TASK BRIEF »
All records should be written out again exactly.

[[ RECORDS SUPPLIED, beginning ]]

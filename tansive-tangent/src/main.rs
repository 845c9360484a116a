//! Tangent entry point: bootstraps configuration, the Catalog Server client, and both of the
//! tangent's listeners — the HTTP surface (`/session/start`, `/session/mcp`, `/session/end`) and
//! the local Unix socket skill processes use for sub-tool calls.

use std::net::SocketAddr;
use std::sync::Arc;

use tansive_tangent::client::CatalogServerClient;
use tansive_tangent::config::TangentConfig;
use tansive_tangent::sessions::SessionRegistry;
use tansive_tangent::signing::TangentIdentity;
use tansive_tangent::{telemetry, TangentState};

#[tokio::main]
async fn main() -> Result<(), Box<dyn std::error::Error>> {
    let config = Arc::new(TangentConfig::from_env());
    telemetry::init(true);

    let identity = match (&config.tangent_id, &config.signing_key_hex) {
        (Some(id), Some(key_hex)) => Some(TangentIdentity::from_hex(id.clone(), key_hex).map_err(|e| format!("invalid tangent signing key: {e}"))?),
        _ => {
            tracing::warn!("no tangent signing identity configured; execution-state reports will be unsigned");
            None
        }
    };

    let cs_client = Arc::new(CatalogServerClient::new(config.catalog_server_url.clone(), identity));
    let sessions = Arc::new(SessionRegistry::new());

    let state = TangentState { config: config.clone(), cs_client, sessions: sessions.clone() };
    let app = tansive_tangent::build_router(state);

    let addr: SocketAddr = config.bind_addr.parse().map_err(|e| format!("invalid TANSIVE_TANGENT_BIND '{}': {e}", config.bind_addr))?;
    tracing::info!(%addr, "starting tansive-tangent http surface");
    let listener = tokio::net::TcpListener::bind(addr).await?;
    let http_server = axum::serve(listener, app.into_make_service_with_connect_info::<SocketAddr>());

    tracing::info!(socket_path = %config.socket_path.display(), "starting tansive-tangent skill socket");
    let socket_listener = tansive_tangent::socket::bind_listener(&config.socket_path).await?;
    let socket_server = tansive_tangent::socket::serve(socket_listener, sessions);

    tokio::select! {
        result = http_server => {
            result.map_err(|e| format!("http server error: {e}"))?;
        }
        _ = socket_server => {
            tracing::error!("skill socket listener exited unexpectedly");
        }
        _ = tokio::signal::ctrl_c() => {
            tracing::info!("shutdown signal received");
        }
    }

    let _ = tokio::fs::remove_file(&config.socket_path).await;
    Ok(())
}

[[ RECORDS SUPPLIED, end ]]

FINAL ANSWER »
filename tansive-tangent/src/main.rs
repository 845c9360484a116a
//! Tangent entry point: bootstraps configuration, the Catalog Server client, and both of the
//! tangent's listeners — the HTTP surface (`/session/start`, `/session/mcp`, `/session/end`) and
//! the local Unix socket skill processes use for sub-tool calls.

use std::net::SocketAddr;
use std::sync::Arc;

use tansive_tangent::client::CatalogServerClient;
use tansive_tangent::config::TangentConfig;
use tansive_tangent::sessions::SessionRegistry;
use tansive_tangent::signing::TangentIdentity;
use tansive_tangent::{telemetry, TangentState};

#[tokio::main]
async fn main() -> Result<(), Box<dyn std::error::Error>> {
    let config = Arc::new(TangentConfig::from_env());
    telemetry::init(true);

    let identity = match (&config.tangent_id, &config.signing_key_hex) {
        (Some(id), Some(key_hex)) => Some(TangentIdentity::from_hex(id.clone(), key_hex).map_err(|e| format!("invalid tangent signing key: {e}"))?),
        _ => {
            tracing::warn!("no tangent signing identity configured; execution-state reports will be unsigned");
            None
        }
    };

    let cs_client = Arc::new(CatalogServerClient::new(config.catalog_server_url.clone(), identity));
    let sessions = Arc::new(SessionRegistry::new());

    let state = TangentState { config: config.clone(), cs_client, sessions: sessions.clone() };
    let app = tansive_tangent::build_router(state);

    let addr: SocketAddr = config.bind_addr.parse().map_err(|e| format!("invalid TANSIVE_TANGENT_BIND '{}': {e}", config.bind_addr))?;
    tracing::info!(%addr, "starting tansive-tangent http surface");
    let listener = tokio::net::TcpListener::bind(addr).await?;
    let http_server = axum::serve(listener, app.into_make_service_with_connect_info::<SocketAddr>());

    tracing::info!(socket_path = %config.socket_path.display(), "starting tansive-tangent skill socket");
    let socket_listener = tansive_tangent::socket::bind_listener(&config.socket_path).await?;
    let socket_server = tansive_tangent::socket::serve(socket_listener, sessions);

    tokio::select! {
        result = http_server => {
            result.map_err(|e| format!("http server error: {e}"))?;
        }
        _ = socket_server => {
            tracing::error!("skill socket listener exited unexpectedly");
        }
        _ = tokio::signal::ctrl_c() => {
            tracing::info!("shutdown signal received");
        }
    }

    let _ = tokio::fs::remove_file(&config.socket_path).await;
    Ok(())
}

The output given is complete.